To be honest, I did have a moment of doubt about my career choice after leaving San Jose State University on a Tuesday night in May of 1975 and starting work the next morning at the Woodland Daily Democrat. Woodward and Bernstein had just changed the world with their muckraking, and what was I doing with my brand-new degree in journalism? I was covering Little League baseball in Davis, an exercise in recycling adjectives to describe home runs that were clobbered, ripped, slugged, rocketed, smoked and launched.

Two people sit at a desk.
Boyle meets with Jose Trujano in October 2022.
(Genaro Molina / Los Angeles Times)

But I had a foot in the door, as they say, and shamelessly stalked editors at other newspapers, begging for work. I’d discovered an essential truth about a job in which you’re supposed to go fishing for stories, knock on doors, rattle cages, call out the posers, meet up with life’s winners and losers, and then sit down at a keyboard, take a deep breath, and do your best to turn a blank page into a postcard one day, an indictment the next:

It never really feels like a job.

For 50 years, I’ve been enrolled in a continuing education course, learning a little more each week about this and that, with no end to the variety of topics or the cavalcade of characters and crackpots, dreamers and dropouts.

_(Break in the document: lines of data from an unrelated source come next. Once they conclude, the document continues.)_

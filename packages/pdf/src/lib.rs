#![cfg_attr(feature = "fail-on-warnings", deny(warnings))]
#![warn(clippy::all, clippy::pedantic, clippy::nursery, clippy::cargo)]
#![allow(clippy::multiple_crate_versions, clippy::cargo_common_metadata)]

//! Document acquisition and extraction sources for vendor price sheets.
//!
//! The recovery algorithms in `price_sheet_tables` and `price_sheet_text`
//! never touch documents directly. They consume the output of two
//! collaborators defined here:
//!
//! - a [`TextSource`] yielding one [`TextPage`] per page, backed by
//!   pure-Rust text extraction ([`pdf_extract`]) in [`PdfTextSource`];
//! - a [`TableSource`] yielding a flat list of [`RawTable`]s, backed by the
//!   JSON table dump of a lattice-mode table extractor in
//!   [`tabula::TabulaJsonSource`].
//!
//! Both take a [`DocumentRef`], which is either a path or an in-memory
//! buffer, never both.

pub mod document;
pub mod tabula;

pub use document::DocumentRef;
pub use tabula::{ExtractionMode, TabulaJsonSource};

use price_sheet_models::{RawTable, TextPage};

/// Errors raised while acquiring or extracting a document.
#[derive(Debug, thiserror::Error)]
pub enum PdfError {
    /// The caller supplied both a path and a byte buffer, or neither.
    #[error("Invalid document reference: {0}")]
    DocumentRef(String),

    /// PDF text extraction failed.
    #[error("PDF extraction error: {0}")]
    Extraction(String),

    /// The table dump could not be decoded.
    #[error("Invalid table JSON: {0}")]
    Json(#[from] serde_json::Error),

    /// An I/O operation failed.
    #[error("I/O error: {0}")]
    Io(#[from] std::io::Error),
}

/// Produces the page-ordered text lines of a document.
pub trait TextSource {
    /// Extracts every page of `document`.
    ///
    /// # Errors
    ///
    /// Returns [`PdfError`] if the document cannot be read or decoded.
    fn pages(&self, document: &DocumentRef) -> Result<Vec<TextPage>, PdfError>;
}

/// Produces the page-ordered tables of a document.
pub trait TableSource {
    /// Extracts every table of `document`.
    ///
    /// # Errors
    ///
    /// Returns [`PdfError`] if the document cannot be read or decoded.
    fn tables(&self, document: &DocumentRef) -> Result<Vec<RawTable>, PdfError>;
}

/// [`TextSource`] backed by [`pdf_extract`].
#[derive(Debug, Clone, Copy, Default)]
pub struct PdfTextSource;

impl TextSource for PdfTextSource {
    fn pages(&self, document: &DocumentRef) -> Result<Vec<TextPage>, PdfError> {
        let bytes = document.read()?;

        log::debug!("Read {} bytes from {document}", bytes.len());

        let pages = pdf_extract::extract_text_from_mem_by_pages(&bytes)
            .map_err(|e| PdfError::Extraction(format!("failed to extract text from PDF: {e}")))?;

        log::debug!("Extracted {} pages of text from {document}", pages.len());

        Ok(pages.iter().map(|text| TextPage::from_text(text)).collect())
    }
}
//! Groups a flat table sequence into named document sections.
//!
//! A price sheet section usually spans several pages, and the extractor
//! emits one table per page. Consecutive tables with the same column
//! signature belong to the same section; a change in signature starts the
//! next one.

use std::collections::BTreeSet;

use price_sheet_models::{GroupMap, RawTable};
use serde::Deserialize;

use crate::sanitize::sanitize;

/// Immutable settings for a classification run.
#[derive(Debug, Clone, PartialEq, Eq, Deserialize)]
#[serde(default)]
pub struct ClassifierConfig {
    /// Section names in document order.
    pub group_names: Vec<String>,
    /// Name prefix for slots past the end of `group_names`. The slot index
    /// is appended (e.g. `Group 4`).
    pub anonymous_prefix: String,
    /// Header title of the known single-column layout.
    pub single_column_anchor: String,
    /// Group receiving single-column tables that match the anchor.
    pub single_column_group: String,
    /// Minimum similarity between a single-column header and the anchor.
    pub single_column_threshold: u8,
}

impl Default for ClassifierConfig {
    fn default() -> Self {
        Self {
            group_names: ["Introduction", "Configuration", "Specification", "Accessories"]
                .map(ToOwned::to_owned)
                .to_vec(),
            anonymous_prefix: "Group ".to_owned(),
            single_column_anchor: "TRACKER - ANO/MODELO 2024".to_owned(),
            single_column_group: "Models".to_owned(),
            single_column_threshold: 50,
        }
    }
}

impl ClassifierConfig {
    /// Name of the section at `slot`, synthesizing one for slots past the
    /// declared names.
    #[must_use]
    pub fn slot_name(&self, slot: usize) -> String {
        self.group_names
            .get(slot)
            .cloned()
            .unwrap_or_else(|| format!("{}{slot}", self.anonymous_prefix))
    }
}

/// Column count plus the order-insensitive set of column names.
#[derive(Debug, Clone, PartialEq, Eq)]
struct ColumnSignature {
    count: usize,
    names: BTreeSet<String>,
}

impl ColumnSignature {
    fn of(table: &RawTable) -> Self {
        Self {
            count: table.column_count(),
            names: table.headers().iter().cloned().collect(),
        }
    }
}

/// Position of the classifier within the section list.
#[derive(Debug, Default)]
struct Cursor {
    slot: usize,
    /// Signature of the last table filed into `slot`.
    last: Option<ColumnSignature>,
}

impl Cursor {
    /// Returns the slot `signature` belongs to, advancing past the current
    /// slot when it already holds a table with a different signature.
    fn place(&mut self, signature: ColumnSignature) -> usize {
        if self.last.as_ref().is_some_and(|last| *last != signature) {
            self.slot += 1;
        }
        self.last = Some(signature);
        self.slot
    }
}

/// Classifies `tables` into sections.
///
/// Every declared group and the single-column group are present in the
/// result even when empty. The output depends only on table order and
/// header signatures.
#[must_use]
pub fn classify<I>(tables: I, config: &ClassifierConfig) -> GroupMap
where
    I: IntoIterator<Item = RawTable>,
{
    let mut declared = config.group_names.clone();
    declared.push(config.single_column_group.clone());
    let mut groups = GroupMap::with_groups(&declared);

    let mut cursor = Cursor::default();

    for (position, table) in tables.into_iter().enumerate() {
        let Some(table) = sanitize(table) else {
            log::debug!("Discarding table {position}: no body rows");
            continue;
        };

        match table.column_count() {
            0 => {
                log::debug!("Discarding table {position}: every column is a placeholder");
            }
            1 => {
                let score =
                    price_sheet_fuzzy::ratio(&table.headers()[0], &config.single_column_anchor);
                if score >= config.single_column_threshold {
                    log::debug!(
                        "Filing single-column table {position} into '{}' (score {score})",
                        config.single_column_group
                    );
                    groups.file(&config.single_column_group, table);
                } else {
                    log::debug!(
                        "Discarding single-column table {position} '{}' (score {score})",
                        table.headers()[0]
                    );
                }
            }
            _ => {
                let previous = cursor.slot;
                let slot = cursor.place(ColumnSignature::of(&table));
                let name = config.slot_name(slot);
                if slot != previous {
                    log::debug!("Table {position} starts section '{name}'");
                }
                log::debug!(
                    "Filing table {position} ({} columns, {} rows) into '{name}'",
                    table.column_count(),
                    table.row_count()
                );
                groups.file(&name, table);
            }
        }
    }

    log::info!(
        "Classified {} tables into {} sections",
        groups.table_count(),
        cursor.slot + 1
    );

    groups
}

My L.A. professors have included barbers (Lawrence Tolliver), patron saints of second chances (Father Gregory Boyle), social workers (Mollie Lowery and Anthony Ruffin), and a homeless musician who taught me more about humility, hope, and the shame of L.A.’s unsolved catastrophe of homelessness than anyone else (thank you Mr. Ayers, a thousand times, thank you).

I’ll admit that when I arrived in Los Angeles in 2001, I was a bit worried about whether, as a transplant, I’d make a fool of myself in print, or have trouble finding enough good stories in a place where I knew only a handful of people and little of the political landscape.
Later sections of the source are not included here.